What to do
From the first line through the line containing "use crate::ssh::in_dir;", transcribe the records exactly and include no other lines.

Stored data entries
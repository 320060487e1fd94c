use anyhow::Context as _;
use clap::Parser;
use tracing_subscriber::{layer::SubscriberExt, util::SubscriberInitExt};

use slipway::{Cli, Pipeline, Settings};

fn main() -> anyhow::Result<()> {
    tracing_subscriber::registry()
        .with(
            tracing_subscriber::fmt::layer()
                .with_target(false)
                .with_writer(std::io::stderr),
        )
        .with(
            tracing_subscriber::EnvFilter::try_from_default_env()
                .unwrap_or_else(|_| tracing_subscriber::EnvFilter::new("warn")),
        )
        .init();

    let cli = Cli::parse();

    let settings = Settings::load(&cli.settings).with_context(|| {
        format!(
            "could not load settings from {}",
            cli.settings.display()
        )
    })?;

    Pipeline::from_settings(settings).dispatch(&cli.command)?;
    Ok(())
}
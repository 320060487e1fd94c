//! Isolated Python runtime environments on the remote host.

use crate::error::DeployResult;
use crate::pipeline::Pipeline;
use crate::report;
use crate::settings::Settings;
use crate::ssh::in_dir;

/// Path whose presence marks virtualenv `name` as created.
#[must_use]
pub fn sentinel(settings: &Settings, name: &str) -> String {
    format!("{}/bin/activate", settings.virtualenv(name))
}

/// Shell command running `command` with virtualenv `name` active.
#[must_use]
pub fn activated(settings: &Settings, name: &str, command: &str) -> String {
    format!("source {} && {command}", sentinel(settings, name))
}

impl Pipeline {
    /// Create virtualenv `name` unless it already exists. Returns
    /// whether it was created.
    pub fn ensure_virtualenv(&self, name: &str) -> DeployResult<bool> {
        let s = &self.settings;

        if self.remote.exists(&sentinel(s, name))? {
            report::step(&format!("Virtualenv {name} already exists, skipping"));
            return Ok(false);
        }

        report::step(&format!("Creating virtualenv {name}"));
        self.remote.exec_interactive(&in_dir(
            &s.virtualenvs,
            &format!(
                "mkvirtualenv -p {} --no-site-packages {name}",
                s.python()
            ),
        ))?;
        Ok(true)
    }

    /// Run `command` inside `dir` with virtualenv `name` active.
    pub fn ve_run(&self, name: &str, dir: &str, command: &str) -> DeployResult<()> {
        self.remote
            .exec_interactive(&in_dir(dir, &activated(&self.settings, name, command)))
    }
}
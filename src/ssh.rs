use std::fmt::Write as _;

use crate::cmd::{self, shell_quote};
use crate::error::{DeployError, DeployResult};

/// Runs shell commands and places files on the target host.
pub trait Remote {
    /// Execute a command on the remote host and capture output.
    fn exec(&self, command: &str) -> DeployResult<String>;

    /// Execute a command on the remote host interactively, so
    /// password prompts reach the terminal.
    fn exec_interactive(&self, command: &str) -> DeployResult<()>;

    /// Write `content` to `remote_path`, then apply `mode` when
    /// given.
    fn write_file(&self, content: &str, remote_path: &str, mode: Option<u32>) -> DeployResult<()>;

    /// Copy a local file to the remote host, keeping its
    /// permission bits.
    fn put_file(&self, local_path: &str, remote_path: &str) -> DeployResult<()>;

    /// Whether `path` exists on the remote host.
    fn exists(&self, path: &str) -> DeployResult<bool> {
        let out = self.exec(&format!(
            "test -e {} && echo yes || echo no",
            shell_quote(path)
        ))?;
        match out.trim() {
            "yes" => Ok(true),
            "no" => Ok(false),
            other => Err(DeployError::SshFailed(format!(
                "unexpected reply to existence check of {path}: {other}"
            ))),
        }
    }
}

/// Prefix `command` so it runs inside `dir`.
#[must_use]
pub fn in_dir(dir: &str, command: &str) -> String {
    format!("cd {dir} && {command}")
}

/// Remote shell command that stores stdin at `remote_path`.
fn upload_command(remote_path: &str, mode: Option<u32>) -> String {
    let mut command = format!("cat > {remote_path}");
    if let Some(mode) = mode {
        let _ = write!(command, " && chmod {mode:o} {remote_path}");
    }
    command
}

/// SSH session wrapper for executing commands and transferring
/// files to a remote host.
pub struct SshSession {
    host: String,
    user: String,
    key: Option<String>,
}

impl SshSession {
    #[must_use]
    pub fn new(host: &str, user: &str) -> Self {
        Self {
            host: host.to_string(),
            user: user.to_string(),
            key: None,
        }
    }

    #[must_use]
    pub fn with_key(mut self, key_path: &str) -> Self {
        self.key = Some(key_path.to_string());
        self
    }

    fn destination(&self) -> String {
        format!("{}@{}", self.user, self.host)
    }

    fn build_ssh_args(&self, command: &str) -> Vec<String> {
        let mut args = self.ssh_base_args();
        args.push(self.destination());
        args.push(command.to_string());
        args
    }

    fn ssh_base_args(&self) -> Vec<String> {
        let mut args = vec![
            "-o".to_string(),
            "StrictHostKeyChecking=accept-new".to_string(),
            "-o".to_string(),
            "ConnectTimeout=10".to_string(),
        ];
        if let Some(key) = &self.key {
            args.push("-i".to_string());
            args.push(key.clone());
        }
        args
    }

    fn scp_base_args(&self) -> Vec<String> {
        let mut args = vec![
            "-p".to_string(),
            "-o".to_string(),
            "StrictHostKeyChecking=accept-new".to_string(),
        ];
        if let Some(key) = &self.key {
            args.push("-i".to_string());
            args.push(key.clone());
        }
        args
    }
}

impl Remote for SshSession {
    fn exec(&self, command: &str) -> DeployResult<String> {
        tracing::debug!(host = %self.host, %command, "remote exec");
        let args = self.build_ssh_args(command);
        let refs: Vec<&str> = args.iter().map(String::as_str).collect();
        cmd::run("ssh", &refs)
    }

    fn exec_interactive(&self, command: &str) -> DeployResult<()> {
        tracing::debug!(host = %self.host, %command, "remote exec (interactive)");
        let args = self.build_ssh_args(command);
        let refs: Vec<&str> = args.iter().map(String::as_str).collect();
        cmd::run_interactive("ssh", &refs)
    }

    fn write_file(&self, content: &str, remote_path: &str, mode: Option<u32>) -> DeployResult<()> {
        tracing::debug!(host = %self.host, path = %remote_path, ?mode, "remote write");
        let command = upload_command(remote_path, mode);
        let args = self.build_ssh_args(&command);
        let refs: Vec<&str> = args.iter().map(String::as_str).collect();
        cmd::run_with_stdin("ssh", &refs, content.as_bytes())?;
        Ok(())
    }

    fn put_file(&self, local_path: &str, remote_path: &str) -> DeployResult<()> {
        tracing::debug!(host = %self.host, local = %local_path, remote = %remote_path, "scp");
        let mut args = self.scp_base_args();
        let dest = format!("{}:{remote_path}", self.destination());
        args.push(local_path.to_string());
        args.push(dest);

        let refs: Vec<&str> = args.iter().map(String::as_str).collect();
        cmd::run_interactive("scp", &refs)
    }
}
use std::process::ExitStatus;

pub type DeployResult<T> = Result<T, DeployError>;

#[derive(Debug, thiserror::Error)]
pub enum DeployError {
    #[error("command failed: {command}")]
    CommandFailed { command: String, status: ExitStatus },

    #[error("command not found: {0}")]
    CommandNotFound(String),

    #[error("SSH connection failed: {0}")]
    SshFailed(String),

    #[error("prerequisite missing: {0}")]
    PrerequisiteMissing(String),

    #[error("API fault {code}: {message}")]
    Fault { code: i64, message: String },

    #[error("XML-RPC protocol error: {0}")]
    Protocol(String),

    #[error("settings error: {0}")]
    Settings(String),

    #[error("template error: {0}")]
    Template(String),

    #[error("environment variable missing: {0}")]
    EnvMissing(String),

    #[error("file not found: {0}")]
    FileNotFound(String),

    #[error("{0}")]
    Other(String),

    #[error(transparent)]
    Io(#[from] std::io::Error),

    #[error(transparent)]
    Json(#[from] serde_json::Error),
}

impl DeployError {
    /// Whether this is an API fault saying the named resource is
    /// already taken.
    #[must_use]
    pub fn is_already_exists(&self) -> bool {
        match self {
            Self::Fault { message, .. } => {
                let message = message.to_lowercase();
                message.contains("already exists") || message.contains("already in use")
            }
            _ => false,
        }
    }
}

Exercise output
repository 320060487e1fd94c
use anyhow::Context as _;
use clap::Parser;
use tracing_subscriber::{layer::SubscriberExt, util::SubscriberInitExt};

use slipway::{Cli, Pipeline, Settings};

fn main() -> anyhow::Result<()> {
    tracing_subscriber::registry()
        .with(
            tracing_subscriber::fmt::layer()
                .with_target(false)
                .with_writer(std::io::stderr),
        )
        .with(
            tracing_subscriber::EnvFilter::try_from_default_env()
                .unwrap_or_else(|_| tracing_subscriber::EnvFilter::new("warn")),
        )
        .init();

    let cli = Cli::parse();

    let settings = Settings::load(&cli.settings).with_context(|| {
        format!(
            "could not load settings from {}",
            cli.settings.display()
        )
    })?;

    Pipeline::from_settings(settings).dispatch(&cli.command)?;
    Ok(())
}
repository 320060487e1fd94c
//! Isolated Python runtime environments on the remote host.

use crate::error::DeployResult;
use crate::pipeline::Pipeline;
use crate::report;
use crate::settings::Settings;
use crate::ssh::in_dir;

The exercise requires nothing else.